FROM THE ARCHIVES:The editor of The Irish Times, Bertie Smyllie, recorded his memories of Jim Larkin in an Irishman's Diary a couple of days after the Labour leader's death – JOE JOYCE
MY JOURNALISTIC career has brought me into contact with many great orators.
I think that during the past thirty years I have heard most of the world’s most famous public speakers, from President Woodrow Wilson to Mr. Winston Churchill, I have listened to them all.
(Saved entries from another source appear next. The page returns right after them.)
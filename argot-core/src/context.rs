//! Shared state threaded through every argument parser during a single parse.

use std::sync::Arc;

use argot_parser::ast::AstNode;

use crate::env::{Environment, ProcessEnvironment};

/// Represents the state of one top-level parse: the classified nodes, which of them have
/// already been claimed, and the environment used for fallbacks.
///
/// A node is claimed by at most one argument parser. Parsers only look at unclaimed nodes,
/// and claim every node they take as input before they return, including nodes whose
/// values later fail to decode. Parsers run one after another, so the claim order is the
/// order in which they are invoked.
pub struct ParseContext {
    nodes: Vec<AstNode>,
    visited: Vec<bool>,
    environment: Arc<dyn Environment>,
}

impl ParseContext {
    /// Returns a new context over the given nodes, none of them claimed, reading fallback
    /// values from the process environment.
    ///
    /// # Arguments
    ///
    /// * `nodes` - The nodes produced by [`argot_parser::parse_tokens`].
    pub fn new(nodes: Vec<AstNode>) -> Self {
        Self::with_environment(nodes, Arc::new(ProcessEnvironment))
    }

    /// Returns a new context reading fallback values from the given environment.
    ///
    /// # Arguments
    ///
    /// * `nodes` - The nodes produced by [`argot_parser::parse_tokens`].
    /// * `environment` - The environment to consult for absent options.
    pub fn with_environment(nodes: Vec<AstNode>, environment: Arc<dyn Environment>) -> Self {
        let visited = vec![false; nodes.len()];
        Self {
            nodes,
            visited,
            environment,
        }
    }

    /// Returns all nodes, claimed or not, in command-line order.
    pub fn nodes(&self) -> &[AstNode] {
        &self.nodes
    }

    /// Returns the environment used for fallback values.
    pub fn environment(&self) -> &dyn Environment {
        self.environment.as_ref()
    }

    /// Returns whether the node at the given position has been claimed.
    pub fn is_visited(&self, id: usize) -> bool {
        self.visited.get(id).copied().unwrap_or(false)
    }

    /// Returns the number of claimed nodes.
    pub fn visited_count(&self) -> usize {
        self.visited.iter().filter(|visited| **visited).count()
    }

    /// Iterates over the unclaimed nodes, with their positions.
    pub fn unvisited(&self) -> impl Iterator<Item = (usize, &AstNode)> {
        self.nodes
            .iter()
            .enumerate()
            .filter(|(id, _)| !self.visited[*id])
    }

    /// Returns copies of all unclaimed nodes, in command-line order.
    pub fn unvisited_nodes(&self) -> Vec<AstNode> {
        self.unvisited().map(|(_, node)| node.clone()).collect()
    }

    /// Claims the given nodes and returns copies of them.
    fn claim(&mut self, ids: Vec<usize>) -> Vec<AstNode> {
        ids.into_iter()
            .map(|id| {
                debug_assert!(!self.visited[id], "node {id} claimed twice");
                self.visited[id] = true;

                let node = self.nodes[id].clone();
                tracing::debug!(target: "claims", "claimed node {id}: {node}");
                node
            })
            .collect()
    }

    /// Claims every unclaimed option node with the given long or short name.
    ///
    /// # Arguments
    ///
    /// * `long` - The long name of the option.
    /// * `short` - The short name of the option, if any.
    pub fn claim_options(&mut self, long: &str, short: Option<char>) -> Vec<AstNode> {
        let ids = self
            .unvisited()
            .filter(|(_, node)| node.is_option_named(long, short))
            .map(|(id, _)| id)
            .collect();

        self.claim(ids)
    }

    /// Claims the first unclaimed positional node, if there is one.
    pub fn claim_next_positional(&mut self) -> Option<AstNode> {
        let id = self
            .unvisited()
            .find(|(_, node)| node.is_positional())
            .map(|(id, _)| id)?;

        self.claim(vec![id]).pop()
    }

    /// Claims every unclaimed positional node.
    pub fn claim_rest_positionals(&mut self) -> Vec<AstNode> {
        let ids = self
            .unvisited()
            .filter(|(_, node)| node.is_positional())
            .map(|(id, _)| id)
            .collect();

        self.claim(ids)
    }

    /// Claims the node at the given position. Claiming an already-claimed node has no
    /// effect.
    ///
    /// # Arguments
    ///
    /// * `id` - Position of the node.
    pub fn visit(&mut self, id: usize) {
        if let Some(visited) = self.visited.get_mut(id) {
            *visited = true;
        }
    }
}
At the Paris Peace Conference of 1919 I heard Clemenceau, Lloyd George, and, possibly the most impressive of them all, the Italian Orlando, who still is alive. But I never heard anybody who moved me quite so much as Jim Larkin. He had a terrific personality. His detractors say that he was merely a mob orator, which he probably was; but there was more to him than that. He believed in what he was doing, and had the knack of making other people believe in it as well. He was put in prison in Sing-Sing for some years; and never was quite the same man again. But he still believed in his star. During the last general election in Ireland, when he stood and was defeated in a North Dublin constituency, I was waiting in a queue one day for a Delgany bus in College street.
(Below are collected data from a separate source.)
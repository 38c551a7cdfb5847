//! Tests for the individual argument combinators.

#![allow(clippy::panic_in_result_fn)]

use std::collections::HashMap;
use std::sync::Arc;

use anyhow::Result;
use argot_core::decoder::{DecodeError, DecodeResult, decode_fn, identity};
use argot_core::env::{EmptyEnvironment, Environment};
use argot_core::{
    ArgParser, Flag, FlagRegistry, MultiFlag, MultiOption, OptionArg, ParseContext, Positional,
    ParsingResult, RestPositionals, decoders, parse_args_with_environment,
};
use argot_parser::ast::AstNode;
use argot_parser::{parse_tokens, tokenize};
use pretty_assertions::assert_eq;

async fn parse_in<A: ArgParser>(
    parser: &A,
    line: &str,
    environment: Arc<dyn Environment>,
) -> Result<ParsingResult<A::Output, A::Partial>> {
    Ok(parse_args_with_environment(parser, line.split_whitespace(), environment).await?)
}

async fn parse<A: ArgParser>(
    parser: &A,
    line: &str,
) -> Result<ParsingResult<A::Output, A::Partial>> {
    parse_in(parser, line, Arc::new(EmptyEnvironment)).await
}

fn nodes(line: &str, registry: &FlagRegistry) -> Vec<AstNode> {
    parse_tokens(&tokenize(line.split_whitespace()), registry)
}

fn raws(nodes: &[AstNode]) -> Vec<String> {
    nodes.iter().map(|node| node.raw().to_owned()).collect()
}

fn env(name: &str, value: &str) -> Arc<dyn Environment> {
    Arc::new(HashMap::from([(name.to_owned(), value.to_owned())]))
}

fn messages<T, P>(result: &ParsingResult<T, P>) -> Vec<String> {
    match result {
        Ok(_) => vec![],
        Err(failure) => failure.errors.iter().map(|e| e.message.clone()).collect(),
    }
}

fn anchors<T, P>(result: &ParsingResult<T, P>) -> Vec<Vec<String>> {
    match result {
        Ok(_) => vec![],
        Err(failure) => failure
            .errors
            .iter()
            .map(|e| raws(&e.nodes))
            .collect(),
    }
}

fn verbose() -> Flag<argot_core::decoder::Identity<bool>> {
    Flag::new("verbose", identity::<bool>()).short('v')
}

#[tokio::test]
async fn flag_defaults_to_false() -> Result<()> {
    assert_eq!(parse(&verbose(), "").await?, Ok(false));
    assert_eq!(parse(&verbose(), "hello world").await?, Ok(false));
    Ok(())
}

#[tokio::test]
async fn flag_forms() -> Result<()> {
    assert_eq!(parse(&verbose(), "--verbose").await?, Ok(true));
    assert_eq!(parse(&verbose(), "-v").await?, Ok(true));
    assert_eq!(parse(&verbose(), "--verbose=false").await?, Ok(false));
    assert_eq!(parse(&verbose(), "-v=false").await?, Ok(false));
    assert_eq!(parse(&verbose(), "-v=true").await?, Ok(true));
    Ok(())
}

#[tokio::test]
async fn flag_does_not_take_the_next_word() -> Result<()> {
    let flag = verbose();
    let mut registry = FlagRegistry::new();
    flag.register(&mut registry)?;

    let mut context = ParseContext::new(nodes("--verbose hello", &registry));
    assert_eq!(flag.parse(&mut context).await, Ok(true));
    assert_eq!(raws(&context.unvisited_nodes()), ["hello"]);
    Ok(())
}

#[tokio::test]
async fn flag_rejects_repetition() -> Result<()> {
    let result = parse(&verbose(), "-v --verbose").await?;

    assert_eq!(
        messages(&result),
        ["Too many times provided. Expected 1, got: 2"]
    );
    assert_eq!(anchors(&result), [vec!["-v", "--verbose"]]);
    Ok(())
}

#[tokio::test]
async fn flag_rejects_non_boolean_values() -> Result<()> {
    let result = parse(&verbose(), "--verbose=maybe").await?;

    assert_eq!(
        messages(&result),
        ["expected value to be either \"true\" or \"false\". got: \"maybe\""]
    );
    assert_eq!(anchors(&result), [vec!["--verbose=maybe"]]);
    Ok(())
}

#[tokio::test]
async fn flag_falls_back_to_environment() -> Result<()> {
    let flag = verbose().env("VERBOSE");

    assert_eq!(parse_in(&flag, "", env("VERBOSE", "true")).await?, Ok(true));
    assert_eq!(parse_in(&flag, "-v=false", env("VERBOSE", "true")).await?, Ok(false));

    let result = parse_in(&flag, "", env("VERBOSE", "yes")).await?;
    assert_eq!(
        messages(&result),
        ["env[VERBOSE]: expected value to be either \"true\" or \"false\". got: \"yes\""]
    );
    assert_eq!(anchors(&result), [Vec::<String>::new()]);
    Ok(())
}

fn number() -> OptionArg<decoders::Number<u32>> {
    OptionArg::new("number", decoders::number::<u32>()).short('n')
}

#[tokio::test]
async fn option_forms_are_equivalent() -> Result<()> {
    for line in ["-n=2", "-n 2", "--number=2", "--number 2", "-n2"] {
        assert_eq!(parse(&number(), line).await?, Ok(2), "parsing '{line}'");
    }
    Ok(())
}

#[tokio::test]
async fn option_without_value() -> Result<()> {
    let result = parse(&number(), "--number").await?;
    assert_eq!(messages(&result), ["No value provided for --number"]);
    assert_eq!(anchors(&result), [vec!["--number"]]);

    // An option-looking word is not taken as a value.
    let result = parse(&number(), "-n --other").await?;
    assert_eq!(messages(&result), ["No value provided for --number"]);
    assert_eq!(anchors(&result), [vec!["-n"]]);
    Ok(())
}

#[tokio::test]
async fn option_missing() -> Result<()> {
    let result = parse(&number(), "").await?;
    assert_eq!(messages(&result), ["Missing required argument --number"]);
    assert_eq!(anchors(&result), [Vec::<String>::new()]);
    Ok(())
}

#[tokio::test]
async fn option_rejects_repetition() -> Result<()> {
    let result = parse(&number(), "-n 1 --number 2").await?;
    assert_eq!(
        messages(&result),
        ["Too many times provided. Expected 1, got: 2"]
    );
    Ok(())
}

#[tokio::test]
async fn option_decode_error_is_anchored() -> Result<()> {
    let result = parse(&number(), "--number abc").await?;
    assert_eq!(messages(&result), ["Not a number"]);
    assert_eq!(anchors(&result), [vec!["--number"]]);
    Ok(())
}

#[tokio::test]
async fn option_fallbacks() -> Result<()> {
    let with_default = number().default_value(10);
    assert_eq!(parse(&with_default, "").await?, Ok(10));
    assert_eq!(parse(&with_default, "-n 3").await?, Ok(3));

    let with_env = number().env("NUMBER").default_value(10);
    assert_eq!(parse_in(&with_env, "", env("NUMBER", "7")).await?, Ok(7));
    assert_eq!(parse_in(&with_env, "", env("OTHER", "7")).await?, Ok(10));

    let result = parse_in(&with_env, "", env("NUMBER", "seven")).await?;
    assert_eq!(messages(&result), ["env[NUMBER]: Not a number"]);
    Ok(())
}

#[test]
fn option_help_lists_fallbacks() {
    let option = number()
        .env("NUMBER")
        .default_value(10)
        .default_description("10")
        .value_name("n");

    let topics = option.help_topics();
    assert_eq!(topics.len(), 1);
    assert_eq!(topics[0].usage, "--number <n>, -n");
    assert_eq!(topics[0].defaults, ["env: NUMBER", "default: 10"]);
}

#[tokio::test]
async fn multiflag_counts_occurrences() -> Result<()> {
    let flag = MultiFlag::new("verbose", decoders::count()).short('v');

    assert_eq!(parse(&flag, "-vvvvv").await?, Ok(5));
    assert_eq!(parse(&flag, "").await?, Ok(0));
    assert_eq!(parse(&flag, "-v --verbose -v=false").await?, Ok(2));
    Ok(())
}

#[tokio::test]
async fn multiflag_reports_every_bad_value() -> Result<()> {
    let flag = MultiFlag::new("verbose", decoders::count()).short('v');

    let result = parse(&flag, "-v=1 -v --verbose=2").await?;
    assert_eq!(anchors(&result), [vec!["-v=1"], vec!["--verbose=2"]]);
    Ok(())
}

#[tokio::test]
async fn multiflag_decode_error_anchors_all_occurrences() -> Result<()> {
    let flag = MultiFlag::new(
        "verbose",
        decode_fn(|flags: Vec<bool>| -> DecodeResult<usize> {
            if flags.len() > 2 {
                Err(DecodeError::new("Too verbose"))
            } else {
                Ok(flags.len())
            }
        }),
    )
    .short('v');

    assert_eq!(parse(&flag, "-vv").await?, Ok(2));

    let result = parse(&flag, "-vvv").await?;
    assert_eq!(messages(&result), ["Too verbose"]);
    assert_eq!(anchors(&result), [vec!["-v", "-v", "-v"]]);
    Ok(())
}

#[tokio::test]
async fn multioption_collects_values_in_order() -> Result<()> {
    let option = MultiOption::new("number", decoders::each(decoders::number::<u32>())).short('n');

    assert_eq!(
        parse(&option, "--number=1 -n=2 --number 3 -n 4").await?,
        Ok(vec![1, 2, 3, 4])
    );
    assert_eq!(parse(&option, "").await?, Ok(vec![]));
    Ok(())
}

#[tokio::test]
async fn multioption_last_value_wins() -> Result<()> {
    let option = MultiOption::new("name", decoders::last(decoders::string()));

    assert_eq!(
        parse(&option, "--name a --name b").await?,
        Ok("b".to_owned())
    );
    Ok(())
}

#[tokio::test]
async fn multioption_decode_error_anchors_all_occurrences() -> Result<()> {
    let option = MultiOption::new("number", decoders::each(decoders::number::<u32>())).short('n');

    let result = parse(&option, "-n 1 -n x").await?;
    assert_eq!(messages(&result), ["Not a number"]);
    assert_eq!(anchors(&result), [vec!["-n", "-n"]]);
    Ok(())
}

#[tokio::test]
async fn positional() -> Result<()> {
    let name = Positional::new("name", decoders::string());
    assert_eq!(parse(&name, "Gal").await?, Ok("Gal".to_owned()));

    let result = parse(&name, "").await?;
    assert_eq!(messages(&result), ["No value provided for name"]);
    assert_eq!(anchors(&result), [Vec::<String>::new()]);

    let age = Positional::new("age", decoders::number::<u8>());
    let result = parse(&age, "old").await?;
    assert_eq!(messages(&result), ["Not a number"]);
    assert_eq!(anchors(&result), [vec!["old"]]);
    Ok(())
}

#[tokio::test]
async fn rest_positionals_report_every_failure() -> Result<()> {
    let numbers = RestPositionals::new("numbers", decoders::number::<u32>());

    let result = parse(&numbers, "10 20 --mamma mia hello 40").await?;
    assert_eq!(messages(&result), ["Not a number"]);
    assert_eq!(anchors(&result), [vec!["hello"]]);

    let result = parse(&numbers, "a 1 b").await?;
    assert_eq!(anchors(&result), [vec!["a"], vec!["b"]]);
    Ok(())
}

#[tokio::test]
async fn rest_positionals_skip_claimed_nodes() -> Result<()> {
    let numbers = RestPositionals::new("numbers", decoders::number::<u32>());
    let mut registry = FlagRegistry::new();
    numbers.register(&mut registry)?;

    let mut context = ParseContext::new(nodes("10 20 --mamma mia hello 40", &registry));
    let hello = context
        .unvisited()
        .find(|(_, node)| node.raw() == "hello")
        .map(|(id, _)| id);
    assert_eq!(hello, Some(3));
    context.visit(3);

    assert_eq!(numbers.parse(&mut context).await, Ok(vec![10, 20, 40]));

    assert_eq!(raws(&context.unvisited_nodes()), ["--mamma"]);
    Ok(())
}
Suddenly Jim emerged from his Union headquarters in the Thomas Ashe Hall. He was getting into a motor car en route for some meeting or other, when I decided to have a word with him. “I wish you good luck, Mr. Larkin,” I said; and I happened to mean it. “Thanks,” he answered laconically; “but I don’t need it. I have always made my own luck.”
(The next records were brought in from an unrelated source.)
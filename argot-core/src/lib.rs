//! Composable, async argument parsers for command-line programs.
//!
//! A command line is parsed by a tree of [`ArgParser`]s: [`Flag`]s, [`OptionArg`]s,
//! positionals, [`Command`]s grouping them into records (see [`command_args`]), and
//! [`Subcommands`] dispatching between commands. Raw values are turned into typed ones by
//! [`decoder::Decoder`]s. Parsing never stops at the first problem: every error found is
//! reported, along with whatever could be parsed.
//!
//! Use [`parse_args`] to run a parser over a list of words.

mod argparser;
mod args;
mod command;
mod context;
pub mod decoder;
pub mod decoders;
mod driver;
pub mod env;
mod error;
pub mod help;
mod results;
mod subcommands;

pub use argparser::{ArgParser, ArgParserExt, BoxedArgParser, Map, MapPartial};
pub use args::{Flag, MultiFlag, MultiOption, OptionArg, Positional, RestPositionals};
pub use command::{Command, CommandBuilder};
pub use context::ParseContext;
pub use driver::{parse_args, parse_args_with_environment};
pub use error::Error;
pub use help::{HelpCategory, HelpTopic};
pub use results::{ParseFailure, ParsingError, ParsingResult};
pub use subcommands::{Subcommand, SubcommandPartial, Subcommands};

pub use argot_parser::{FlagRegistry, RegistrationError, ast};

#[doc(hidden)]
pub mod __private {
    pub use async_trait::async_trait;
}
//! Implements a tokenizer and a classifying parser for command-line arguments.
//!
//! Parsing happens in two phases: argument parsers first declare their flag and option
//! names in a [`FlagRegistry`], then [`parse_tokens`] uses the registry to turn the
//! [`Token`]s produced by [`tokenize`] into [`ast::AstNode`]s.

pub mod ast;

mod error;
mod parser;
mod registry;
mod tokenizer;

pub use error::RegistrationError;
pub use parser::parse_tokens;
pub use registry::FlagRegistry;
pub use tokenizer::{Token, tokenize};
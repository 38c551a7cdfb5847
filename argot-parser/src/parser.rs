use std::iter::Peekable;

use crate::ast::{AstNode, LongOption, PositionalArgument, ShortOption};
use crate::registry::FlagRegistry;
use crate::tokenizer::Token;

type TokenIter<'a> = Peekable<std::slice::Iter<'a, Token>>;

/// Shape of a token, given the names declared in the registry.
#[derive(Clone, Copy, Debug, PartialEq, Eq)]
enum TokenKind {
    /// A literal `--`; everything after it is positional.
    Terminator,
    /// `--name` or `--name=value`.
    LongOption,
    /// `-abc`, `-n4`, `-n=4`.
    ShortCluster,
    /// Anything else, including `-`, `-5` and `-a-b`.
    Positional,
}

fn classify(raw: &str, registry: &FlagRegistry) -> TokenKind {
    if raw == "--" {
        TokenKind::Terminator
    } else if raw.len() > 2 && raw.starts_with("--") {
        TokenKind::LongOption
    } else if raw
        .strip_prefix('-')
        .is_some_and(|cluster| is_short_cluster(cluster, registry))
    {
        TokenKind::ShortCluster
    } else {
        TokenKind::Positional
    }
}

/// Returns whether every key of the cluster is a letter. Text after `=`, or after a
/// declared option, is a value and may hold anything.
fn is_short_cluster(cluster: &str, registry: &FlagRegistry) -> bool {
    let mut chars = cluster.chars();

    while let Some(key) = chars.next() {
        if !key.is_alphabetic() {
            return false;
        }

        let attached = chars.as_str();
        if attached.starts_with('=') || (registry.short_takes_value(key) && !attached.is_empty()) {
            return true;
        }
    }

    !cluster.is_empty()
}

/// Classifies tokens into AST nodes, using the registry to decide which options take a
/// value.
///
/// The output is fully determined by the tokens and the registry. The `--` terminator is
/// not emitted; words absorbed as option values don't get nodes of their own.
///
/// # Arguments
///
/// * `tokens` - The tokens to classify, as produced by [`crate::tokenize`].
/// * `registry` - The names declared by the argument parsers that will consume the nodes.
pub fn parse_tokens(tokens: &[Token], registry: &FlagRegistry) -> Vec<AstNode> {
    tracing::debug!(target: "parse", "Parsing {} token(s)...", tokens.len());

    let mut nodes = vec![];
    let mut tokens = tokens.iter().peekable();
    let mut after_terminator = false;

    while let Some(token) = tokens.next() {
        let kind = if after_terminator {
            TokenKind::Positional
        } else {
            classify(&token.raw, registry)
        };

        match kind {
            TokenKind::Terminator => after_terminator = true,
            TokenKind::LongOption => {
                nodes.push(parse_long_option(token, registry, &mut tokens));
            }
            TokenKind::ShortCluster => {
                parse_short_cluster(token, registry, &mut tokens, &mut nodes);
            }
            TokenKind::Positional => nodes.push(AstNode::Positional(PositionalArgument {
                raw: token.raw.clone(),
                index: token.index,
            })),
        }
    }

    for node in &nodes {
        tracing::debug!(target: "parse", "NODE: {node:?}");
    }

    nodes
}

/// Takes the next token as an option value, unless it looks like an option or terminator.
fn take_value(tokens: &mut TokenIter<'_>, registry: &FlagRegistry) -> Option<String> {
    tokens
        .next_if(|next| classify(&next.raw, registry) == TokenKind::Positional)
        .map(|next| next.raw.clone())
}

fn parse_long_option(
    token: &Token,
    registry: &FlagRegistry,
    tokens: &mut TokenIter<'_>,
) -> AstNode {
    let name = token.raw.strip_prefix("--").unwrap_or(&token.raw);

    let (key, value) = match name.split_once('=') {
        Some((key, value)) => (key.to_owned(), Some(value.to_owned())),
        None => {
            let value = if registry.long_takes_value(name) {
                take_value(tokens, registry)
            } else {
                None
            };
            (name.to_owned(), value)
        }
    };

    AstNode::LongOption(LongOption {
        raw: token.raw.clone(),
        index: token.index,
        key,
        value,
    })
}

fn parse_short_cluster(
    token: &Token,
    registry: &FlagRegistry,
    tokens: &mut TokenIter<'_>,
    nodes: &mut Vec<AstNode>,
) {
    let cluster = token.raw.strip_prefix('-').unwrap_or(&token.raw);
    let mut chars = cluster.chars();
    let mut offset = 0;

    while let Some(key) = chars.next() {
        let attached = chars.as_str();
        let index = if offset == 0 {
            token.index
        } else {
            token.index + 1 + offset
        };

        // An explicit `=` attaches the rest of the cluster, even to a flag.
        if let Some(value) = attached.strip_prefix('=') {
            nodes.push(short_option(key, attached, index, Some(value.to_owned())));
            return;
        }

        if registry.short_takes_value(key) {
            let value = if attached.is_empty() {
                take_value(tokens, registry)
            } else {
                Some(attached.to_owned())
            };
            nodes.push(short_option(key, attached, index, value));
            return;
        }

        // Unknown names are flags inside a cluster, but the last one takes the next word.
        if attached.is_empty() && !registry.is_short_flag(key) {
            nodes.push(short_option(key, "", index, take_value(tokens, registry)));
            return;
        }

        nodes.push(short_option(key, "", index, None));
        offset += 1;
    }
}

fn short_option(key: char, attached: &str, index: usize, value: Option<String>) -> AstNode {
    AstNode::ShortOption(ShortOption {
        raw: std::format!("-{key}{attached}"),
        index,
        key,
        value,
    })
}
That was Jim Larkin. He did not mean to be rude, and I did not think that he was rude. But he had complete faith in his role as a man of destiny, and probably regarded me as a rather presumptuous young man. The fact that he did not retain his seat in the Dáil would not have worried him. He would have attributed his defeat to the stupidity of the electorate – and he would not have been very far wrong.
Two great Irishmen welcomed Larkin into their august company. One was Yeats and the other was Shaw.
I remember during the Civil War period, I happened to stray into the wrong room in the Shelbourne Hotel, and whom did I find there? Mary MacSwiney, Lennox Robinson, W.B. Yeats, and Jim Larkin! What they were doing I never could find out; but there they were. The only survivor now is Lennox Robinson, who one day may unravel the mystery.
Like his friend Shaw, he was a rabid teetotaler; but, unlike G.B.S., he smoked almost incessantly, even a fouler brand of tobacco (the idea of Jim Larkin smoking a cigarette is preposterous) than myself; and when we both were on the bus our fellow-travellers must have had rather a trying time.
Jim Larkin, with the possible exception of Eamon de Valera, was the most picturesque figure of our epoch in this country. And for a’ that, he was a man.